//! # healix-contracts
//!
//! Shared types, tagged results, and errors for the HEALIX triage runtime.
//!
//! All crates in the workspace import from here. No business logic lives in
//! this crate: only data definitions and error types.

pub mod emergency;
pub mod error;
pub mod interaction;
pub mod message;
pub mod report;
pub mod result;
pub mod symptom;

#[cfg(test)]
mod tests {
    use super::*;
    use emergency::{AlertLevel, EmergencyAlert};
    use error::HealixError;
    use interaction::InteractionReport;
    use message::{ConversationMessage, Notification, NotificationKind, Role};
    use report::{Finding, FindingStatus, ReportAnalysis};
    use result::{ChatResult, InteractionResult};
    use symptom::{Confidence, Severity, SymptomKey};

    // ── SymptomKey ───────────────────────────────────────────────────────────

    #[test]
    fn symptom_key_general_sentinel() {
        assert!(SymptomKey::GENERAL.is_general());
        assert!(SymptomKey::new("general").is_general());
        assert!(!SymptomKey::from_static("fever").is_general());
    }

    #[test]
    fn symptom_key_static_and_owned_compare_equal() {
        assert_eq!(SymptomKey::from_static("fever"), SymptomKey::new("fever".to_string()));
        assert_eq!(SymptomKey::from_static("back_pain").to_string(), "back_pain");
    }

    #[test]
    fn symptom_key_serializes_as_plain_string() {
        let json = serde_json::to_string(&SymptomKey::from_static("stomach pain")).unwrap();
        assert_eq!(json, "\"stomach pain\"");
        let decoded: SymptomKey = serde_json::from_str(&json).unwrap();
        assert_eq!(decoded.as_str(), "stomach pain");
    }

    // ── Grading enums ────────────────────────────────────────────────────────

    #[test]
    fn confidence_labels() {
        assert_eq!(Confidence::Low.to_string(), "Low");
        assert_eq!(Confidence::Medium.label(), "Medium");
        assert_eq!(Confidence::High.to_string(), "High");
    }

    #[test]
    fn severity_orders_from_mild_to_critical() {
        assert!(Severity::Mild < Severity::Moderate);
        assert!(Severity::Severe < Severity::Critical);
        assert_eq!(serde_json::to_string(&Severity::Critical).unwrap(), "\"critical\"");
    }

    // ── Messages and notifications ───────────────────────────────────────────

    #[test]
    fn conversation_message_builders_set_flags() {
        let user = ConversationMessage::user("I have a cough");
        assert_eq!(user.role, Role::User);
        assert!(!user.is_emergency && !user.is_fallback);

        let reply = ConversationMessage::assistant("ok").fallback();
        assert_eq!(reply.role, Role::Assistant);
        assert!(reply.is_fallback);

        let alert = ConversationMessage::assistant("call now").emergency();
        assert!(alert.is_emergency);
        assert_ne!(user.id, reply.id);
    }

    #[test]
    fn notification_ids_are_unique() {
        let a = Notification::info("Diagnosis complete");
        let b = Notification::info("Diagnosis complete");
        assert_ne!(a.id, b.id);
        assert_eq!(Notification::error("bad").kind, NotificationKind::Error);
        assert_eq!(Notification::success("ok").kind, NotificationKind::Success);
    }

    // ── Emergency alert ──────────────────────────────────────────────────────

    #[test]
    fn emergency_alert_wire_shape() {
        let alert = EmergencyAlert {
            level: AlertLevel::Critical,
            action: "CALL_102".to_string(),
            message: "Emergency detected. Please seek immediate care.".to_string(),
            countdown: 10,
        };
        let value = serde_json::to_value(&alert).unwrap();
        assert_eq!(value["level"], "critical");
        assert_eq!(value["action"], "CALL_102");
        assert_eq!(value["countdown"], 10);
        assert_eq!(alert.dial_number(), Some("102"));
    }

    // ── Tagged results ───────────────────────────────────────────────────────

    #[test]
    fn chat_result_carries_kind_tag() {
        let result = ChatResult::Fallback {
            message: ConversationMessage::assistant("LIKELY:").fallback(),
            reason: "no backend configured".to_string(),
        };
        let value = serde_json::to_value(&result).unwrap();
        assert_eq!(value["kind"], "fallback");
        assert_eq!(value["reason"], "no backend configured");
        assert!(result.is_fallback());
        assert_eq!(result.message().content, "LIKELY:");
    }

    #[test]
    fn interaction_result_offline_round_trips() {
        let original = InteractionResult::Offline {
            report: InteractionReport {
                interactions: vec![],
                has_critical: false,
                summary: "STATUS: Safe".to_string(),
            },
        };
        let json = serde_json::to_string(&original).unwrap();
        assert!(json.contains("\"kind\":\"offline\""));
        let decoded: InteractionResult = serde_json::from_str(&json).unwrap();
        assert_eq!(decoded, original);
        assert_eq!(decoded.content(), "STATUS: Safe");
    }

    // ── Report rendering ─────────────────────────────────────────────────────

    #[test]
    fn report_render_lists_findings() {
        let analysis = ReportAnalysis {
            summary: "Looks fine.".to_string(),
            findings: vec![Finding {
                parameter: "Glucose".to_string(),
                value: "See Report".to_string(),
                range: "70-100 mg/dL".to_string(),
                status: FindingStatus::Attention,
            }],
        };
        let text = analysis.render("2026-01-01 09:00 UTC");
        assert!(text.starts_with("MEDICAL REPORT ANALYSIS\n"));
        assert!(text.contains("Date: 2026-01-01 09:00 UTC"));
        assert!(text.contains("Looks fine."));
        assert!(text.ends_with("- Glucose: See Report (attention)"));
    }

    #[test]
    fn report_render_without_findings_says_none() {
        let analysis = ReportAnalysis { summary: String::new(), findings: vec![] };
        assert!(analysis.render("today").ends_with("Key Findings:\nNone"));
    }

    // ── HealixError display messages ─────────────────────────────────────────

    #[test]
    fn error_config_display() {
        let err = HealixError::Config { reason: "missing providers".to_string() };
        let msg = err.to_string();
        assert!(msg.contains("configuration error"));
        assert!(msg.contains("missing providers"));
    }

    #[test]
    fn error_backend_status_display() {
        let err = HealixError::BackendStatus { status: 429, body: "rate limited".to_string() };
        let msg = err.to_string();
        assert!(msg.contains("429"));
        assert!(msg.contains("rate limited"));
    }

    #[test]
    fn error_empty_medication_display() {
        assert_eq!(HealixError::EmptyMedication.to_string(), "enter a medication name to check");
    }

    #[test]
    fn error_from_io() {
        let io = std::io::Error::new(std::io::ErrorKind::NotFound, "gone");
        let err: HealixError = io.into();
        assert!(err.to_string().contains("gone"));
    }
}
= = =
* [About this task]:
Copy the lines of the entries above that mention "LIKELY".

* [Answer]:
            message: ConversationMessage::assistant("LIKELY:").fallback(),
        assert_eq!(result.message().content, "LIKELY:");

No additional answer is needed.